The proximal histidine (His F8) attached to the iron pulls the entire F helix, acting like a lever on a fulcrum

Positive Cooperativity of O₂ binding (photo!)

Oxygen Binding and Affinity Change (5)

• Binding of oxygen to one heme group in hemoglobin is initially more difficult

• However, oxygen binding causes a shift in the α1-β2 contacts

• This shift moves the distal histidine (His E7) and Val E11 out of the oxygen's path

  • facilitating oxygen binding to the Fe²⁺ in the other subunit

• As a result, the affinity of the heme for oxygen increases

α₁-β₂ Contacts and Structural States (3)

• The α₁-β₂ contacts have two stable positions

• These contacts, held together by different but equivalent hydrogen bonds

  • act as a binary switch between the T (tense) and R (relaxed) states of hemoglobin

Transition Between States (8)

• The energy from the formation of the Fe²⁺-O₂ bond drives the T → R transition

• Hemoglobin's O₂-binding cooperativity arises from this transition

• The Fe²⁺ of any subunit cannot move into its heme plane without the reorientation of its proximal histidine (His)
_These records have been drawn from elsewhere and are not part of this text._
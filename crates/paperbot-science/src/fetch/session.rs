use async_trait::async_trait;
use paperbot_core::config::FetchConfig;

use super::PageFetcher;
use crate::error::{FetchError, Result, ScienceError};
use crate::http::{HttpClient, HttpOptions};

/// Plain HTTP GET, no JavaScript. The fast path.
pub struct SessionFetcher {
    client: HttpClient,
}

impl SessionFetcher {
    pub fn new(config: &FetchConfig) -> Result<Self> {
        let client = HttpClient::new(HttpOptions {
            user_agent: config.user_agent.clone(),
            connect_timeout: config.connect_timeout(),
            timeout: config.page_load_timeout(),
            retries: config.retries,
            retry_interval: config.retry_interval(),
        })?;
        Ok(Self { client })
    }
}

#[async_trait]
impl PageFetcher for SessionFetcher {
    fn name(&self) -> &'static str {
        "session"
    }

    async fn fetch(&self, url: &str) -> std::result::Result<String, FetchError> {
        self.client.get_text(url).await.map_err(|e| match e {
            ScienceError::ApiError(_, ref msg) => msg
                .strip_prefix("HTTP ")
                .and_then(|rest| rest.get(..3))
                .and_then(|code| code.parse().ok())
                .map(FetchError::Status)
                .unwrap_or_else(|| FetchError::Other(e.to_string())),
            other => other.into(),
        })
    }
}

#[cfg(test)]
mod tests {
    use super::*;
    use mockito::Server;

    fn fetcher() -> SessionFetcher {
        SessionFetcher::new(&FetchConfig {
            retry_interval_secs: 0,
            ..FetchConfig::default()
        })
        .unwrap()
    }

    #[tokio::test]
    async fn fetches_html() {
        let mut server = Server::new_async().await;
        let _m = server
            .mock("GET", "/article/1")
            .with_status(200)
            .with_header("content-type", "text/html")
            .with_body("<p id=\"abs\">Hello</p>")
            .create_async()
            .await;

        let html = fetcher().fetch(&format!("{}/article/1", server.url())).await.unwrap();
        assert!(html.contains("Hello"));
    }

    #[tokio::test]
    async fn forbidden_is_status_error() {
        let mut server = Server::new_async().await;
        let _m = server
            .mock("GET", "/blocked")
            .with_status(403)
            .create_async()
            .await;

        let err = fetcher().fetch(&format!("{}/blocked", server.url())).await.unwrap_err();
        assert!(matches!(err, FetchError::Status(403)));
    }
}
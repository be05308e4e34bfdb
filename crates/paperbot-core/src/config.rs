use std::path::{Path, PathBuf};
use std::time::Duration;

use serde::{Deserialize, Serialize};

use crate::error::{PaperbotError, Result};

/// Root application configuration, loaded from `~/.config/paperbot/config.toml`.
#[derive(Debug, Clone, Default, Serialize, Deserialize)]
#[serde(default)]
pub struct AppConfig {
    pub paths: PathsConfig,
    pub fetch: FetchConfig,
    pub crossref: CrossrefConfig,
    pub translator: TranslatorConfig,
    pub telegram: TelegramConfig,
    pub reconcile: ReconcileConfig,
}

#[derive(Debug, Clone, Serialize, Deserialize)]
#[serde(default)]
pub struct PathsConfig {
    pub output_dir: String,
    pub retry_file: String,
    pub log_dir: String,
}

#[derive(Debug, Clone, Serialize, Deserialize)]
#[serde(default)]
pub struct FetchConfig {
    pub connect_timeout_secs: u64,
    pub retries: u32,
    pub retry_interval_secs: u64,
    pub user_agent: String,
    pub browser_enabled: bool,
    #[serde(default, skip_serializing_if = "Option::is_none")]
    pub browser_path: Option<String>,
    pub page_load_timeout_secs: u64,
    pub quit_timeout_secs: u64,
}

#[derive(Debug, Clone, Serialize, Deserialize)]
#[serde(default)]
pub struct CrossrefConfig {
    pub base_url: String,
    #[serde(default, skip_serializing_if = "Option::is_none")]
    pub polite_email: Option<String>,
    pub timeout_secs: u64,
}

#[derive(Debug, Clone, Serialize, Deserialize)]
#[serde(default)]
pub struct TranslatorConfig {
    pub base_url: String,
    pub model: String,
    pub api_key_env: String,
    pub target_language: String,
    pub timeout_secs: u64,
}

#[derive(Debug, Clone, Serialize, Deserialize)]
#[serde(default)]
pub struct TelegramConfig {
    pub enabled: bool,
    pub api_base: String,
    pub bot_token_env: String,
    pub chat_id_env: String,
    pub max_retries: u32,
}

#[derive(Debug, Clone, Serialize, Deserialize)]
#[serde(default)]
pub struct ReconcileConfig {
    pub skip_domains: Vec<String>,
    pub skip_pdf: bool,
}

// ─── Defaults ──────────────────────────────────────────────

impl Default for PathsConfig {
    fn default() -> Self {
        Self {
            output_dir: "output".to_string(),
            retry_file: "error_links.txt".to_string(),
            log_dir: "logs".to_string(),
        }
    }
}

impl Default for FetchConfig {
    fn default() -> Self {
        Self {
            connect_timeout_secs: 3,
            retries: 1,
            retry_interval_secs: 1,
            user_agent: "Mozilla/5.0 (compatible; paperbot/0.1)".to_string(),
            browser_enabled: true,
            browser_path: None,
            page_load_timeout_secs: 30,
            quit_timeout_secs: 3,
        }
    }
}

impl Default for CrossrefConfig {
    fn default() -> Self {
        Self {
            base_url: "https://api.crossref.org".to_string(),
            polite_email: None,
            timeout_secs: 15,
        }
    }
}

impl Default for TranslatorConfig {
    fn default() -> Self {
        Self {
            base_url: "https://api.openai.com/v1".to_string(),
            model: "gpt-4o-mini".to_string(),
            api_key_env: "OPENAI_API_KEY".to_string(),
            target_language: "Chinese".to_string(),
            timeout_secs: 60,
        }
    }
}

impl Default for TelegramConfig {
    fn default() -> Self {
        Self {
            enabled: true,
            api_base: "https://api.telegram.org".to_string(),
            bot_token_env: "TELEGRAM_BOT_TOKEN".to_string(),
            chat_id_env: "TELEGRAM_CHAT_ID".to_string(),
            max_retries: 1,
        }
    }
}

impl Default for ReconcileConfig {
    fn default() -> Self {
        Self {
            skip_domains: vec![
                "books.google.com".to_string(),
                "search.proquest.com".to_string(),
                "www.rivisteweb.it".to_string(),
            ],
            skip_pdf: true,
        }
    }
}

// ─── Load / Save ───────────────────────────────────────────

impl AppConfig {
    /// Standard config file path: `~/.config/paperbot/config.toml`
    pub fn config_path() -> PathBuf {
        if let Ok(path) = std::env::var("PAPERBOT_CONFIG") {
            return PathBuf::from(path);
        }

        dirs::config_dir()
            .unwrap_or_else(|| PathBuf::from("~/.config"))
            .join("paperbot")
            .join("config.toml")
    }

    /// Load config from disk, falling back to defaults if file doesn't exist.
    pub fn load() -> Result<Self> {
        let path = Self::config_path();
        Self::load_from(&path)
    }

    /// Load config from a specific path.
    pub fn load_from(path: &Path) -> Result<Self> {
        if !path.exists() {
            return Ok(Self::default());
        }

        let contents = std::fs::read_to_string(path)?;
        let config: Self = toml::from_str(&contents)?;
        Ok(config)
    }

    /// Save config to a specific path.
    pub fn save_to(&self, path: &Path) -> Result<()> {
        if let Some(parent) = path.parent() {
            std::fs::create_dir_all(parent)?;
        }
        let toml_str = toml::to_string_pretty(self)?;
        std::fs::write(path, toml_str)?;
        Ok(())
    }

    // ─── Derived paths ─────────────────────────────────────

    pub fn output_dir(&self) -> PathBuf {
        PathBuf::from(&self.paths.output_dir)
    }

    pub fn retry_file(&self) -> PathBuf {
        PathBuf::from(&self.paths.retry_file)
    }

    pub fn log_dir(&self) -> PathBuf {
        PathBuf::from(&self.paths.log_dir)
    }
}

impl FetchConfig {
    pub fn connect_timeout(&self) -> Duration {
        Duration::from_secs(self.connect_timeout_secs)
    }

    pub fn retry_interval(&self) -> Duration {
        Duration::from_secs(self.retry_interval_secs)
    }

    pub fn page_load_timeout(&self) -> Duration {
        Duration::from_secs(self.page_load_timeout_secs)
    }

    pub fn quit_timeout(&self) -> Duration {
        Duration::from_secs(self.quit_timeout_secs)
    }
}

/// Read a secret from the environment variable named in the config.
pub fn secret_from_env(var: &str) -> Result<String> {
    match std::env::var(var) {
        Ok(value) if !value.trim().is_empty() => Ok(value),
        _ => Err(PaperbotError::ConfigError(format!(
            "environment variable {var} is not set"
        ))),
    }
}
  • prevents this residue from bumping into the porphyrin ring

• The proximal His is tightly packed by surrounding groups

  • making reorientation impossible

  • unless accompanied by the translation of the F helix across the heme plane

• The F helix translation is only possible in concert with the quaternary shift that steps the α1C-β2FG contact one turn along the α1C helix

Methemoglobin (3)

• Produced when Fe(II) to Fe(III) oxidized

• Brown

• Sixth position is coordinated with water instead of oxygen

Brown Color of Methemoglobin (2)

• Visible in dried blood and old meat

• Contributes to less desirable appearance of aged meat

Methemoglobin vs Ascorbic Acid (3)

• Butchers' use Ascorbic Acid

• Reduces methemoglobin back to hemoglobin

• Helps maintain fresher appearance of meat

Enzyme Involvement - Methemoglobin (2)

• Methemoglobin reductase converts methemoglobin to regular hemoglobin

• Restores hemoglobin's ability to bind and carry oxygen

Bohr Effect (2+2)

• Higher pH (lower [H⁺])

  • Promotes tighter binding of oxygen to hemoglobin

• Lower pH (higher [H⁺])

  • Permits easier release of oxygen from hemoglobin

P₅₀ and pH Relationship (2)

• As pH increases, P50 value decreases, indicating increased oxygen binding

• As pH decreases, P50 value increases, indicating decreased oxygen binding

Effect of pH on Oxygen Release

At 20 torr, 10% more oxygen is released when pH drops from 7.4 to 7.2

Carbonic Anhydrase (2)

• Catalyzes the conversion of CO₂ to bicarbonate (HCO₃^-) in red blood cells

• As oxygen is consumed, CO₂ is released